Local and chronic inflammation induced by amyloid-β (Aβ) plays a central role in the development of age-related macular degeneration. The retina is an immune-privileged site due to local tissue barrier. Yet, the manner by which immune cells pass through this barrier and accumulate in the retina remains unclear. Matrix metalloproteinases (MMPs) induce barrier disruption via proteolysis of epithelial tight junction (TJ) proteins. We hypothesized that Aβ-induced MMP secretion causes disruption of epithelial barrier integrity. To test this hypothesis, human adult retinal pigment epithelial (haRPE) cells were exposed to Aβ, and the expression of MMP-2 and MMP-9 was detected using gelatin zymography. To demonstrate the key role of MMPs in modulating epithelial barrier structure, the MMP agonist 4-aminophenylmercuric acetate (APMA), an MMP inhibitor (GM6001) and siRNA against MMP-9 were employed for comparison.

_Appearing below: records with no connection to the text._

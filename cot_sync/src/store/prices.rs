use chrono::{DateTime, SecondsFormat, Utc};
use cot_ingestor::models::price::PriceBar;
use diesel::prelude::*;
use indexmap::IndexMap;
use tracing::{debug, warn};

use crate::models::{PriceBarRow, PriceFetchRow};
use crate::prices::PriceData;
use crate::schema::{price_bars, price_fetches};
use crate::store::{CotStore, StoreResult};

/// Persisted bars of one market and when they were fetched.
#[derive(Debug, Clone, PartialEq)]
pub struct StoredPrices {
    pub fetched_at: DateTime<Utc>,
    /// Oldest first.
    pub bars: Vec<PriceBar>,
}

impl CotStore {
    /// Replaces the stored bars of every market in `data`, stamped with `fetched_at`.
    ///
    /// Markets not in `data` keep whatever was stored before.
    pub fn save_prices(&mut self, data: &PriceData, fetched_at: DateTime<Utc>) -> StoreResult<usize> {
        if data.is_empty() {
            return Ok(0);
        }
        let stamp = fetched_at.to_rfc3339_opts(SecondsFormat::Millis, true);
        let written = self
            .conn
            .immediate_transaction::<_, anyhow::Error, _>(|conn| {
                let mut written = 0;
                for (code, bars) in data {
                    diesel::delete(price_bars::table.filter(price_bars::market_code.eq(code)))
                        .execute(conn)?;
                    for bar in bars {
                        written += diesel::insert_into(price_bars::table)
                            .values(&PriceBarRow::new(code, bar))
                            .execute(conn)?;
                    }
                    diesel::replace_into(price_fetches::table)
                        .values(&PriceFetchRow {
                            market_code: code.clone(),
                            fetched_at: stamp.clone(),
                        })
                        .execute(conn)?;
                }
                Ok(written)
            })?;
        debug!(markets = data.len(), bars = written, "stored prices");
        Ok(written)
    }

    /// Stored prices for `codes`, in the order of `codes`. Codes never fetched are
    /// left out.
    pub fn load_prices(&mut self, codes: &[String]) -> StoreResult<IndexMap<String, StoredPrices>> {
        if codes.is_empty() {
            return Ok(IndexMap::new());
        }
        let wanted: Vec<&str> = codes.iter().map(String::as_str).collect();
        let fetches: Vec<PriceFetchRow> = price_fetches::table
            .filter(price_fetches::market_code.eq_any(wanted))
            .select(PriceFetchRow::as_select())
            .load(&mut self.conn)?;
        let mut fetched: IndexMap<String, DateTime<Utc>> = IndexMap::new();
        for row in fetches {
            match DateTime::parse_from_rfc3339(&row.fetched_at) {
                Ok(at) => {
                    fetched.insert(row.market_code, at.with_timezone(&Utc));
                }
                Err(err) => {
                    warn!(code = %row.market_code, error = %err, "ignoring stored prices with bad fetch time");
                }
            }
        }

        let known: Vec<&str> = fetched.keys().map(String::as_str).collect();
        let rows: Vec<PriceBarRow> = price_bars::table
            .filter(price_bars::market_code.eq_any(known))
            .order((price_bars::market_code.asc(), price_bars::bar_date.asc()))
            .select(PriceBarRow::as_select())
            .load(&mut self.conn)?;
        let mut bars: IndexMap<String, Vec<PriceBar>> = IndexMap::new();
        for row in rows {
            bars.entry(row.market_code.clone()).or_default().push(row.into());
        }

        Ok(codes
            .iter()
            .filter_map(|code| {
                let fetched_at = *fetched.get(code)?;
                let bars = bars.shift_remove(code)?;
                Some((code.clone(), StoredPrices { fetched_at, bars }))
            })
            .collect())
    }
}
use super::*;
use chrono::{Duration, NaiveDate};
use cot_ingestor::models::report::{GroupKey, SubType, Variant};
use proptest::prelude::*;

const LEGACY_FO: Variant = Variant::new(ReportType::Legacy, SubType::FuturesOnly);

fn latest() -> NaiveDate {
    NaiveDate::from_ymd_opt(2025, 1, 7).unwrap()
}

/// Newest-first legacy series where G1 and G2 carry `nets` as long positions.
fn series(nets: &[Option<f64>]) -> Vec<NormalizedRecord> {
    nets.iter()
        .enumerate()
        .map(|(i, net)| {
            let date = latest() - Duration::weeks(i as i64);
            let mut r = NormalizedRecord::new(LEGACY_FO, date, "001602");
            r.open_interest = Some(1_000.0);
            r.open_interest_change = Some(10.0);
            for key in [GroupKey::G1, GroupKey::G2] {
                let g = r.group_mut(key);
                g.long = net.map(|n| n + 100.0);
                g.short = Some(100.0);
            }
            r
        })
        .collect()
}

#[test]
fn index_is_midpoint_when_window_is_flat() {
    let records = series(&[Some(5.0); 4]);
    let out = Calculator::default().compute(&records, ReportType::Legacy);
    let g1 = &out.weeks[0].groups[0];
    assert_eq!(g1.cot_index_3m, Some(50.0));
    assert_eq!(g1.wci, Some(50.0));
}

#[test]
fn single_value_window_has_no_index() {
    let records = series(&[Some(5.0)]);
    let out = Calculator::default().compute(&records, ReportType::Legacy);
    let g1 = &out.weeks[0].groups[0];
    assert_eq!(g1.cot_index_1y, None);
    assert_eq!(g1.crowded, Crowded::default());
}

#[test]
fn index_scales_current_net_into_window_range() {
    let records = series(&[Some(75.0), Some(0.0), Some(100.0)]);
    let out = Calculator::default().compute(&records, ReportType::Legacy);
    assert_eq!(out.weeks[0].groups[0].cot_index_1y, Some(75.0));
    assert_eq!(out.weeks[1].groups[0].cot_index_1y, Some(0.0));
    assert_eq!(out.weeks[2].groups[0].cot_index_1y, None);
}

#[test]
fn missing_net_blanks_every_index_for_that_week() {
    let records = series(&[None, Some(1.0), Some(2.0)]);
    let out = Calculator::default().compute(&records, ReportType::Legacy);
    let g1 = &out.weeks[0].groups[0];
    assert_eq!(g1.net, None);
    assert_eq!((g1.cot_index_3m, g1.cot_index_1y, g1.wci), (None, None, None));
    assert_eq!(g1.crowded, Crowded::default());
    // The gap is skipped, not zero-filled, for the following week.
    assert_eq!(out.weeks[1].groups[0].cot_index_3m, Some(0.0));
}

#[test]
fn speculative_signal_is_inverted() {
    let records = series(&[Some(100.0), Some(0.0)]);
    let out = Calculator::default().compute(&records, ReportType::Legacy);
    let week = &out.weeks[0];
    // Legacy G1 are large speculators, G2 commercials.
    assert_eq!(week.groups[0].crowded.signal, Some(Signal::Sell));
    assert_eq!(week.groups[1].crowded.signal, Some(Signal::Buy));
    assert_eq!(week.groups[1].crowded.value, Some(100.0));
}

#[test]
fn signal_thresholds_are_inclusive() {
    let calc = Calculator::default();
    assert_eq!(calc.signal(80.0, TraderRole::Commercial), Some(Signal::Buy));
    assert_eq!(calc.signal(20.0, TraderRole::Commercial), Some(Signal::Sell));
    assert_eq!(calc.signal(50.0, TraderRole::Commercial), None);
    assert_eq!(calc.signal(20.0, TraderRole::Small), Some(Signal::Buy));
}

#[test]
fn integer_fields_round_half_to_even() {
    let mut r = NormalizedRecord::new(LEGACY_FO, latest(), "001602");
    r.open_interest = Some(400.0);
    let g = r.group_mut(GroupKey::G1);
    g.long = Some(2.5);
    g.short = Some(1.0);
    g.long_change = Some(3.5);
    let out = Calculator::default().compute(&[r], ReportType::Legacy);
    let g1 = &out.weeks[0].groups[0];
    assert_eq!(g1.long, Some(2));
    assert_eq!(g1.net, Some(2));
    assert_eq!(g1.change_long, Some(4));
    assert_eq!(g1.change, None);
    // Uses the unrounded net of 1.5.
    assert_eq!(g1.pct_net_oi, Some(0.4));
}

#[test]
fn one_decimal_rounding_follows_the_stored_value() {
    assert_eq!(round1(3.0 / 2000.0 * 100.0), 0.1);
    assert_eq!(round1(13.0 / 2000.0 * 100.0), 0.7);
    assert_eq!(round1(-0.35), -0.3);
    assert_eq!(round1(66.66666), 66.7);

    let mut records = series(&[Some(3.0), Some(13.0)]);
    for r in &mut records {
        r.open_interest = Some(2_000.0);
    }
    let out = Calculator::default().compute(&records, ReportType::Legacy);
    assert_eq!(out.weeks[0].groups[0].pct_net_oi, Some(0.1));
    assert_eq!(out.weeks[1].groups[0].pct_net_oi, Some(0.7));
}

#[test]
fn oi_pct_needs_nonzero_open_interest() {
    let mut records = series(&[Some(1.0)]);
    records[0].open_interest = Some(0.0);
    let out = Calculator::default().compute(&records, ReportType::Legacy);
    assert_eq!(out.weeks[0].oi_pct, None);
    assert_eq!(out.weeks[0].groups[0].pct_net_oi, None);
}

#[test]
fn stats_cover_windows_and_use_matching_precision() {
    let records = series(&[Some(10.0), Some(20.0), Some(30.0)]);
    let cfg = CalculatorConfig {
        window_5y: 2,
        avg_window: 2,
        ..CalculatorConfig::default()
    };
    let out = Calculator::new(cfg).compute(&records, ReportType::Legacy);
    let stats = &out.stats;
    assert_eq!(stats.max["g1_net"], Some(StatValue::Int(30)));
    assert_eq!(stats.min["g1_net"], Some(StatValue::Int(10)));
    assert_eq!(stats.max_5y["g1_net"], Some(StatValue::Int(20)));
    assert_eq!(stats.avg_13w["g1_net"], Some(StatValue::Int(15)));
    assert_eq!(stats.max["oi_pct"], Some(StatValue::Pct(1.0)));
    assert_eq!(stats.max["g3_net"], None);
    assert_eq!(stats.max.len(), 3 + 3 * 5);
}

#[test]
fn empty_series_serializes_to_empty_stats() {
    let out = Calculator::default().compute(&[], ReportType::Disaggregated);
    assert!(out.weeks.is_empty());
    assert!(out.stats.is_empty());
    assert_eq!(serde_json::to_string(&out.stats).unwrap(), "{}");
}

#[test]
fn week_serializes_flat_keys() {
    let records = series(&[Some(3.0), Some(1.0)]);
    let out = Calculator::default().compute(&records, ReportType::Legacy);
    let v = serde_json::to_value(&out.weeks[0]).unwrap();
    assert_eq!(v["date"], "2025-01-07");
    assert_eq!(v["g1_net"], 3);
    assert_eq!(v["cot_index_g2_1y"], 100.0);
    assert_eq!(v["crowded_g2"]["signal"], "BUY");
    assert!(v.get("g4_net").is_none());
}

proptest! {
    #[test]
    fn indices_stay_within_bounds(nets in prop::collection::vec(prop::option::of(-50_000i64..50_000), 1..80)) {
        let input: Vec<Option<f64>> = nets.iter().map(|n| n.map(|v| v as f64)).collect();
        let out = Calculator::default().compute(&series(&input), ReportType::Legacy);
        for week in &out.weeks {
            for g in &week.groups {
                for idx in [g.cot_index_3m, g.cot_index_1y, g.cot_index_3y, g.wci].into_iter().flatten() {
                    prop_assert!((0.0..=100.0).contains(&idx));
                }
            }
        }
    }

    #[test]
    fn thresholds_only_change_signals(
        nets in prop::collection::vec(prop::option::of(-1_000i64..1_000), 1..40),
        sell in 0.0f64..50.0,
        buy in 50.5f64..100.0,
    ) {
        let input: Vec<Option<f64>> = nets.iter().map(|n| n.map(|v| v as f64)).collect();
        let records = series(&input);
        let base = Calculator::default().compute(&records, ReportType::Legacy);
        let tuned = Calculator::new(CalculatorConfig {
            buy_threshold: buy,
            sell_threshold: sell,
            ..CalculatorConfig::default()
        })
        .compute(&records, ReportType::Legacy);
        for (a, b) in base.weeks.iter().zip(&tuned.weeks) {
            for (ga, gb) in a.groups.iter().zip(&b.groups) {
                prop_assert_eq!(ga.cot_index_1y, gb.cot_index_1y);
                prop_assert_eq!(ga.wci, gb.wci);
                prop_assert_eq!(ga.crowded.value, gb.crowded.value);
            }
        }
        prop_assert_eq!(base.stats, tuned.stats);
    }
}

We found that MMP-9, secreted by Aβ- or APMA-stimulated cells, mediated low transepithelial electrical resistance (TER) and high transepithelial permeability by disrupting TJ proteins. However, these alterations were reduced by the MMP inhibitor GM6001 or by silencing of the MMP-9 gene. Our findings suggest that the degradation of TJ proteins such as zonula occludens-1, occludin and F-actin by MMP-9 secreted by Aβ-stimulated cells constitutes an important mechanism in the breakdown of the barrier which contributes to chronic inflammation in the retina of age-related macular degeneration.